Отец и сын - страница 21
3
Нойгебауэра выгнали. Ему на смену довольно скоро был сыскан новый иноземный наставник Алексею – барон Генрих фон Гюйссен, которого имевшие с ним дело русские быстро «переименовании» в более удобного в произношении Гизена. Доктор права Генрих фон Гюйссен выгодно отличался от Нойгебауэра и был, по-видимому, по-настоящему образованным и неглупым человеком. Наверное, и внешний вид его был вполне европейским – парик, камзол, обувь и манеры были вполне и постоянно на высоте.
Но Гюйссен не получил Алексея сразу. Вернее, получил, но обстановки, благоприятной молодому человеку для занятий обеспечить не мог. По причинам, как говорится «от него не зависевшим». Дело в том, что Петр решил взять сына с собою в армию. «В поход», как тогда говаривали. И Гюйсен должен был отправиться с Алексеем.

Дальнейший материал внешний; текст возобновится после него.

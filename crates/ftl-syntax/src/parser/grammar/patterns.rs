use crate::ast::{Pattern, PatternElement, Span, TextElement};
use crate::parser::core::ResourceParser;
use crate::parser::error::{ErrorKind, ParseResult};
use crate::parser::stream::EOL;

/// Line ends and indentation preceding a continuation line.
///
/// Only lives between the two pattern passes; `dedent` turns
/// what is left of it into text.
struct Indent {
    value: String,
    span: Span,
}

enum PatternToken {
    Element(PatternElement),
    Indent(Indent),
}

impl ResourceParser<'_> {
    /// A pattern starting on the current line or on an indented line below.
    pub(crate) fn maybe_pattern(&mut self) -> ParseResult<Option<Pattern>> {
        self.stream.peek_blank_inline();
        if self.stream.is_value_start() {
            self.stream.commit_peek();
            return self.pattern(false).map(Some);
        }

        self.stream.peek_blank_block();
        if self.stream.is_value_continuation() {
            self.stream.commit_peek();
            return self.pattern(true).map(Some);
        }

        Ok(None)
    }

    fn pattern(&mut self, is_block: bool) -> ParseResult<Pattern> {
        let start = self.stream.index();
        let mut tokens = Vec::new();
        let mut common_indent = usize::MAX;

        if is_block {
            // The first line's indentation counts towards the common indent,
            // so a block pattern starts with an indent token.
            let indent_start = self.stream.index();
            let first_indent = self.stream.skip_blank_inline();
            common_indent = first_indent.len();
            tokens.push(PatternToken::Indent(Indent {
                value: first_indent.to_string(),
                span: Span::new(indent_start, self.stream.index()),
            }));
        }

        while let Some(ch) = self.stream.current_char() {
            match ch {
                EOL => {
                    let blank_start = self.stream.index();
                    let line_ends = self.stream.peek_blank_block();
                    if !self.stream.is_value_continuation() {
                        self.stream.reset_peek(0);
                        break;
                    }
                    self.stream.commit_peek();
                    let indent = self.stream.skip_blank_inline();
                    common_indent = common_indent.min(indent.len());

                    let mut value = EOL.to_string().repeat(line_ends);
                    value.push_str(indent);
                    tokens.push(PatternToken::Indent(Indent {
                        value,
                        span: Span::new(blank_start, self.stream.index()),
                    }));
                }
                '{' => {
                    let placeable = self.placeable()?;
                    tokens.push(PatternToken::Element(PatternElement::Placeable(placeable)));
                }
                '}' => return Err(ErrorKind::UnbalancedClosingBrace),
                _ => {
                    let text = self.text_element();
                    tokens.push(PatternToken::Element(PatternElement::TextElement(text)));
                }
            }
        }

        Ok(Pattern {
            elements: self.dedent(tokens, common_indent),
            span: self.span_from(start),
        })
    }

    fn text_element(&mut self) -> TextElement {
        let start = self.stream.index();
        while let Some(ch) = self.stream.current_char() {
            if matches!(ch, '{' | '}' | EOL) {
                break;
            }
            self.stream.next();
        }

        TextElement {
            value: self.stream.slice(start, self.stream.index()).to_string(),
            span: self.span_from(start),
        }
    }

    /// Strips `common_indent` columns from every indent token, merges text
    /// with the indents and text following it, and trims trailing blank space
    /// off the end of the pattern.
    fn dedent(&self, tokens: Vec<PatternToken>, common_indent: usize) -> Vec<PatternElement> {
        let mut trimmed: Vec<PatternElement> = Vec::with_capacity(tokens.len());

        for token in tokens {
            let text = match token {
                PatternToken::Element(PatternElement::Placeable(placeable)) => {
                    trimmed.push(PatternElement::Placeable(placeable));
                    continue;
                }
                PatternToken::Element(PatternElement::TextElement(text)) => text,
                PatternToken::Indent(mut indent) => {
                    // Indentation sits after the line ends.
                    let keep = indent.value.len().saturating_sub(common_indent);
                    indent.value.truncate(keep);
                    if indent.value.is_empty() {
                        continue;
                    }
                    TextElement {
                        value: indent.value,
                        span: self.with_spans().then_some(indent.span),
                    }
                }
            };

            if let Some(PatternElement::TextElement(previous)) = trimmed.last_mut() {
                previous.value.push_str(&text.value);
                if let (Some(previous_span), Some(span)) = (previous.span.as_mut(), text.span) {
                    previous_span.end = span.end;
                }
                continue;
            }

            trimmed.push(PatternElement::TextElement(text));
        }

        if let Some(PatternElement::TextElement(last)) = trimmed.last_mut() {
            let len = last.value.trim_end_matches([' ', EOL, '\r']).len();
            last.value.truncate(len);
            if last.value.is_empty() {
                trimmed.pop();
            }
        }

        trimmed
    }
}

Здесь, в армии, среди русских военных, Гюйссен сумел вполне расположить к себе Петра; так что отец с бароном был вполне откровенен и проникся к тому доверием, причем настолько, что однажды сказал этому иностранцу: «Самое лучшее, что я мог сделать для себя и для своего государства – это воспитать своего наследника. Сам я не могу наблюдать за ним, поручаю его Вам». Фраза эта звучит как правильный перевод, скажем, с немецкого. Не русская это фраза, не из уст Петра. Скорее всего, её содержание предано иностранным свидетелем разговора. Может быть, даже самим Гюйссеном. Произошел этот разговор летом 1764 года, во всяком случае – не позже.

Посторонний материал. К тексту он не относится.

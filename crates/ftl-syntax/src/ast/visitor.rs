//! Syntax tree visitor.
//!
//! # Usage
//!
//! Implement `Visitor` for your struct and override the `visit_*` methods you
//! care about. Call [`walk`] within an override to continue into the node's
//! children (or omit it to stop descending).
//!
//! ```
//! use ftl_syntax::ast::{NodeRef, TextElement, Visitor};
//!
//! #[derive(Default)]
//! struct TextLength(usize);
//!
//! impl<'ast> Visitor<'ast> for TextLength {
//!     fn visit_text_element(&mut self, node: &'ast TextElement) {
//!         self.0 += node.value.len();
//!     }
//! }
//!
//! let resource = ftl_syntax::parse("a = Hello\nb = World { $x }\n");
//! let mut counter = TextLength::default();
//! counter.visit(NodeRef::Resource(&resource));
//! assert_eq!(counter.0, 11);
//! ```

use super::*;

macro_rules! visit_methods {
    ($($method:ident => $kind:ident),* $(,)?) => {
        /// One method per node kind. Each default descends into the children.
        pub trait Visitor<'ast> {
            /// Dispatches to the `visit_*` method matching the node kind.
            fn visit(&mut self, node: NodeRef<'ast>) {
                match node {
                    $(NodeRef::$kind(n) => self.$method(n),)*
                }
            }

            $(
                fn $method(&mut self, node: &'ast $kind) {
                    walk(self, NodeRef::$kind(node));
                }
            )*
        }
    };
}

visit_methods! {
    visit_resource => Resource,
    visit_message => Message,
    visit_term => Term,
    visit_comment => Comment,
    visit_group_comment => GroupComment,
    visit_resource_comment => ResourceComment,
    visit_junk => Junk,
    visit_annotation => Annotation,
    visit_whitespace => Whitespace,
    visit_attribute => Attribute,
    visit_pattern => Pattern,
    visit_text_element => TextElement,
    visit_placeable => Placeable,
    visit_string_literal => StringLiteral,
    visit_number_literal => NumberLiteral,
    visit_variable_reference => VariableReference,
    visit_message_reference => MessageReference,
    visit_term_reference => TermReference,
    visit_function_reference => FunctionReference,
    visit_select_expression => SelectExpression,
    visit_variant => Variant,
    visit_call_arguments => CallArguments,
    visit_named_argument => NamedArgument,
    visit_identifier => Identifier,
}

/// Visits every child of `node` in field order.
pub fn walk<'ast, V: Visitor<'ast> + ?Sized>(visitor: &mut V, node: NodeRef<'ast>) {
    for child in node.children() {
        visitor.visit(child);
    }
}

Из тирады Петра вытекают два вывода:
– отец сознавал важность европейского образования сына;
– отец также понимал, что сам он не может заниматься Алексеем в силу занятости, а может быть и в силу недостаточности собственного образования.
Более того.
Вероятно, вследствие уже упоминавшегося расположения, которым воспылал к Гюйссену Петр, последний поручил ему в это время еще два дела, причем, по крайней мере одно – в высшей степени тайное и ответственное: найти для царевича Алексея Петровича невесту.
4
«Не рано ли?» – скорее всего спросит сию минуту читатель. Отвечаем: нет, не рано. Потому что речь идет о династическом браке, а у него есть свои особенности. Любовь и прочие нежности тем, кто находится в династическом браке могут оказаться и ни к чему. На первое место в таком браке выдвигается
Политическая целесообразность.
Петр твердо решил невесту для сына искать не дома, а в Европе.

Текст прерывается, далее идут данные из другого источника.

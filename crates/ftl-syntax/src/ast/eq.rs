//! Structural equality between syntax trees.
//!
//! `PartialEq` on nodes uses [`EqOptions::default`], which ignores spans so
//! that trees parsed with and without span tracking compare equal.

use super::*;

/// What [`SyntaxEq::syntax_eq`] disregards.
#[derive(Debug, Clone, Copy, PartialEq, Eq)]
pub struct EqOptions {
    pub ignore_span: bool,
    /// Compare the variants of select expressions as unordered collections.
    pub ignore_variant_order: bool,
    /// Compare the attributes of messages and terms as unordered collections.
    pub ignore_attribute_order: bool,
}

impl Default for EqOptions {
    fn default() -> Self {
        Self {
            ignore_span: true,
            ignore_variant_order: false,
            ignore_attribute_order: false,
        }
    }
}

impl EqOptions {
    /// Compares everything, spans included.
    pub fn exact() -> Self {
        Self {
            ignore_span: false,
            ..Self::default()
        }
    }

    pub fn ignore_span(mut self, value: bool) -> Self {
        self.ignore_span = value;
        self
    }

    pub fn ignore_variant_order(mut self, value: bool) -> Self {
        self.ignore_variant_order = value;
        self
    }

    pub fn ignore_attribute_order(mut self, value: bool) -> Self {
        self.ignore_attribute_order = value;
        self
    }
}

/// Field-by-field comparison of two nodes of the same kind.
pub trait SyntaxEq {
    fn syntax_eq(&self, other: &Self, options: &EqOptions) -> bool;
}

impl<T: SyntaxEq> SyntaxEq for Option<T> {
    fn syntax_eq(&self, other: &Self, options: &EqOptions) -> bool {
        match (self, other) {
            (Some(a), Some(b)) => a.syntax_eq(b, options),
            (None, None) => true,
            _ => false,
        }
    }
}

impl<T: SyntaxEq> SyntaxEq for Box<T> {
    fn syntax_eq(&self, other: &Self, options: &EqOptions) -> bool {
        (**self).syntax_eq(other, options)
    }
}

impl<T: SyntaxEq> SyntaxEq for Vec<T> {
    fn syntax_eq(&self, other: &Self, options: &EqOptions) -> bool {
        self.len() == other.len()
            && self
                .iter()
                .zip(other)
                .all(|(a, b)| a.syntax_eq(b, options))
    }
}

/// Multiset comparison: every element must pair up with a distinct equal one.
fn unordered_eq<T: SyntaxEq>(a: &[T], b: &[T], options: &EqOptions) -> bool {
    if a.len() != b.len() {
        return false;
    }
    let mut matched = vec![false; b.len()];
    a.iter().all(|left| {
        let found = b
            .iter()
            .enumerate()
            .find(|(i, right)| !matched[*i] && left.syntax_eq(right, options));
        match found {
            Some((i, _)) => {
                matched[i] = true;
                true
            }
            None => false,
        }
    })
}

fn attributes_eq(a: &[Attribute], b: &[Attribute], options: &EqOptions) -> bool {
    if options.ignore_attribute_order {
        unordered_eq(a, b, options)
    } else {
        a.len() == b.len() && a.iter().zip(b).all(|(x, y)| x.syntax_eq(y, options))
    }
}

fn span_eq(a: &Option<Span>, b: &Option<Span>, options: &EqOptions) -> bool {
    options.ignore_span || a == b
}

impl SyntaxEq for Resource {
    fn syntax_eq(&self, other: &Self, options: &EqOptions) -> bool {
        self.body.syntax_eq(&other.body, options) && span_eq(&self.span, &other.span, options)
    }
}

impl SyntaxEq for TopLevel {
    fn syntax_eq(&self, other: &Self, options: &EqOptions) -> bool {
        match (self, other) {
            (TopLevel::Entry(a), TopLevel::Entry(b)) => a.syntax_eq(b, options),
            (TopLevel::Junk(a), TopLevel::Junk(b)) => a.syntax_eq(b, options),
            (TopLevel::Whitespace(a), TopLevel::Whitespace(b)) => a.syntax_eq(b, options),
            _ => false,
        }
    }
}

impl SyntaxEq for Entry {
    fn syntax_eq(&self, other: &Self, options: &EqOptions) -> bool {
        match (self, other) {
            (Entry::Message(a), Entry::Message(b)) => a.syntax_eq(b, options),
            (Entry::Term(a), Entry::Term(b)) => a.syntax_eq(b, options),
            (Entry::Comment(a), Entry::Comment(b)) => a.syntax_eq(b, options),
            (Entry::GroupComment(a), Entry::GroupComment(b)) => a.syntax_eq(b, options),
            (Entry::ResourceComment(a), Entry::ResourceComment(b)) => a.syntax_eq(b, options),
            _ => false,
        }
    }
}

impl SyntaxEq for Message {
    fn syntax_eq(&self, other: &Self, options: &EqOptions) -> bool {
        self.id.syntax_eq(&other.id, options)
            && self.value.syntax_eq(&other.value, options)
            && attributes_eq(&self.attributes, &other.attributes, options)
            && self.comment.syntax_eq(&other.comment, options)
            && span_eq(&self.span, &other.span, options)
    }
}

impl SyntaxEq for Term {
    fn syntax_eq(&self, other: &Self, options: &EqOptions) -> bool {
        self.id.syntax_eq(&other.id, options)
            && self.value.syntax_eq(&other.value, options)
            && attributes_eq(&self.attributes, &other.attributes, options)
            && self.comment.syntax_eq(&other.comment, options)
            && span_eq(&self.span, &other.span, options)
    }
}

macro_rules! content_eq {
    ($($node:ident),* $(,)?) => {
        $(
            impl SyntaxEq for $node {
                fn syntax_eq(&self, other: &Self, options: &EqOptions) -> bool {
                    self.content == other.content && span_eq(&self.span, &other.span, options)
                }
            }
        )*
    };
}

content_eq!(Comment, GroupComment, ResourceComment, Whitespace);

impl SyntaxEq for Junk {
    fn syntax_eq(&self, other: &Self, options: &EqOptions) -> bool {
        self.content == other.content
            && self.annotations.syntax_eq(&other.annotations, options)
            && span_eq(&self.span, &other.span, options)
    }
}

impl SyntaxEq for Annotation {
    fn syntax_eq(&self, other: &Self, options: &EqOptions) -> bool {
        self.code == other.code
            && self.message == other.message
            && self.arguments == other.arguments
            && (options.ignore_span || self.span == other.span)
    }
}

impl SyntaxEq for Attribute {
    fn syntax_eq(&self, other: &Self, options: &EqOptions) -> bool {
        self.id.syntax_eq(&other.id, options)
            && self.value.syntax_eq(&other.value, options)
            && span_eq(&self.span, &other.span, options)
    }
}

impl SyntaxEq for Pattern {
    fn syntax_eq(&self, other: &Self, options: &EqOptions) -> bool {
        self.elements.syntax_eq(&other.elements, options)
            && span_eq(&self.span, &other.span, options)
    }
}

impl SyntaxEq for PatternElement {
    fn syntax_eq(&self, other: &Self, options: &EqOptions) -> bool {
        match (self, other) {
            (PatternElement::TextElement(a), PatternElement::TextElement(b)) => {
                a.syntax_eq(b, options)
            }
            (PatternElement::Placeable(a), PatternElement::Placeable(b)) => a.syntax_eq(b, options),
            _ => false,
        }
    }
}

impl SyntaxEq for TextElement {
    fn syntax_eq(&self, other: &Self, options: &EqOptions) -> bool {
        self.value == other.value && span_eq(&self.span, &other.span, options)
    }
}

impl SyntaxEq for Placeable {
    fn syntax_eq(&self, other: &Self, options: &EqOptions) -> bool {
        self.expression.syntax_eq(&other.expression, options)
            && span_eq(&self.span, &other.span, options)
    }
}

impl SyntaxEq for Expression {
    fn syntax_eq(&self, other: &Self, options: &EqOptions) -> bool {
        use Expression as E;
        match (self, other) {
            (E::StringLiteral(a), E::StringLiteral(b)) => a.syntax_eq(b, options),
            (E::NumberLiteral(a), E::NumberLiteral(b)) => a.syntax_eq(b, options),
            (E::VariableReference(a), E::VariableReference(b)) => a.syntax_eq(b, options),
            (E::MessageReference(a), E::MessageReference(b)) => a.syntax_eq(b, options),
            (E::TermReference(a), E::TermReference(b)) => a.syntax_eq(b, options),
            (E::FunctionReference(a), E::FunctionReference(b)) => a.syntax_eq(b, options),
            (E::SelectExpression(a), E::SelectExpression(b)) => a.syntax_eq(b, options),
            (E::Placeable(a), E::Placeable(b)) => a.syntax_eq(b, options),
            _ => false,
        }
    }
}

impl SyntaxEq for Literal {
    fn syntax_eq(&self, other: &Self, options: &EqOptions) -> bool {
        match (self, other) {
            (Literal::StringLiteral(a), Literal::StringLiteral(b)) => a.syntax_eq(b, options),
            (Literal::NumberLiteral(a), Literal::NumberLiteral(b)) => a.syntax_eq(b, options),
            _ => false,
        }
    }
}

macro_rules! value_eq {
    ($($node:ident),* $(,)?) => {
        $(
            impl SyntaxEq for $node {
                fn syntax_eq(&self, other: &Self, options: &EqOptions) -> bool {
                    self.value == other.value && span_eq(&self.span, &other.span, options)
                }
            }
        )*
    };
}

value_eq!(StringLiteral, NumberLiteral);

impl SyntaxEq for VariableReference {
    fn syntax_eq(&self, other: &Self, options: &EqOptions) -> bool {
        self.id.syntax_eq(&other.id, options) && span_eq(&self.span, &other.span, options)
    }
}

impl SyntaxEq for MessageReference {
    fn syntax_eq(&self, other: &Self, options: &EqOptions) -> bool {
        self.id.syntax_eq(&other.id, options)
            && self.attribute.syntax_eq(&other.attribute, options)
            && span_eq(&self.span, &other.span, options)
    }
}

impl SyntaxEq for TermReference {
    fn syntax_eq(&self, other: &Self, options: &EqOptions) -> bool {
        self.id.syntax_eq(&other.id, options)
            && self.attribute.syntax_eq(&other.attribute, options)
            && self.arguments.syntax_eq(&other.arguments, options)
            && span_eq(&self.span, &other.span, options)
    }
}

impl SyntaxEq for FunctionReference {
    fn syntax_eq(&self, other: &Self, options: &EqOptions) -> bool {
        self.id.syntax_eq(&other.id, options)
            && self.arguments.syntax_eq(&other.arguments, options)
            && span_eq(&self.span, &other.span, options)
    }
}

impl SyntaxEq for SelectExpression {
    fn syntax_eq(&self, other: &Self, options: &EqOptions) -> bool {
        let variants_eq = if options.ignore_variant_order {
            unordered_eq(&self.variants, &other.variants, options)
        } else {
            self.variants.syntax_eq(&other.variants, options)
        };
        self.selector.syntax_eq(&other.selector, options)
            && variants_eq
            && span_eq(&self.span, &other.span, options)
    }
}

impl SyntaxEq for Variant {
    fn syntax_eq(&self, other: &Self, options: &EqOptions) -> bool {
        self.key.syntax_eq(&other.key, options)
            && self.value.syntax_eq(&other.value, options)
            && self.default == other.default
            && span_eq(&self.span, &other.span, options)
    }
}

impl SyntaxEq for VariantKey {
    fn syntax_eq(&self, other: &Self, options: &EqOptions) -> bool {
        match (self, other) {
            (VariantKey::Identifier(a), VariantKey::Identifier(b)) => a.syntax_eq(b, options),
            (VariantKey::NumberLiteral(a), VariantKey::NumberLiteral(b)) => {
                a.syntax_eq(b, options)
            }
            _ => false,
        }
    }
}

impl SyntaxEq for CallArguments {
    fn syntax_eq(&self, other: &Self, options: &EqOptions) -> bool {
        self.positional.syntax_eq(&other.positional, options)
            && self.named.syntax_eq(&other.named, options)
            && span_eq(&self.span, &other.span, options)
    }
}

impl SyntaxEq for NamedArgument {
    fn syntax_eq(&self, other: &Self, options: &EqOptions) -> bool {
        self.name.syntax_eq(&other.name, options)
            && self.value.syntax_eq(&other.value, options)
            && span_eq(&self.span, &other.span, options)
    }
}

impl SyntaxEq for Identifier {
    fn syntax_eq(&self, other: &Self, options: &EqOptions) -> bool {
        self.name == other.name && span_eq(&self.span, &other.span, options)
    }
}

macro_rules! partial_eq_via_syntax_eq {
    ($($node:ty),* $(,)?) => {
        $(
            impl PartialEq for $node {
                fn eq(&self, other: &Self) -> bool {
                    self.syntax_eq(other, &EqOptions::default())
                }
            }
        )*
    };
}

partial_eq_via_syntax_eq!(
    Resource,
    TopLevel,
    Entry,
    Message,
    Term,
    Comment,
    GroupComment,
    ResourceComment,
    Junk,
    Annotation,
    Whitespace,
    Attribute,
    Pattern,
    PatternElement,
    TextElement,
    Placeable,
    Expression,
    Literal,
    StringLiteral,
    NumberLiteral,
    VariableReference,
    MessageReference,
    TermReference,
    FunctionReference,
    SelectExpression,
    Variant,
    VariantKey,
    CallArguments,
    NamedArgument,
    Identifier,
);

То есть, занял позицию прямо противоположную той, которую в вопросе о браке в начале своего правления имел Иван Грозный. Тот сказал прямо, что не желает жениться на иностранке, так как опасается отсутствия взаимопонимания с женой. В конце жизни Грозный эту точку зрения изменил. Но для нас крайне важно, что уже начиная с Бориса Годунова, московские государи целеустремленно пытались породниться с августейшими семействами западной Европы.
Достаточно вспомнить хотя бы попытку Михаила Федоровича, деда Петра, отдать дочь Ирину за графа Голштинского Волмера-Вальдемара. Но она и все иные попытки такого рода до поры оставались безуспешными. Казалось, что великие времена Ярослава Мудрого в брачном смысле воротить невозможно.
Но Петр уже не просто совершал очередную попытку, которая была обречена. Он рассчитывал, что у него попытки есть шансы на успех. И, как оказалось, совершенно резонно рассчитывал. Потому что русская земля не была уже той ужасной Московией, которую за рубежами не знали, которую побаивались, и над которой, как только могли, потешались. Русская земля становилась нолвым государством, – с набирающей силу армией, с крепнущим флотом, а с этими факторами иностранцам надобно было уже считаться. Вот почему у устремлений Петра найти сыну невесту на западе были шансы на успех. Были! Петр это чувствовал и понимал. Иначе не ставил бы эту задачу. Иначе не стал бы Петром Великим и императором.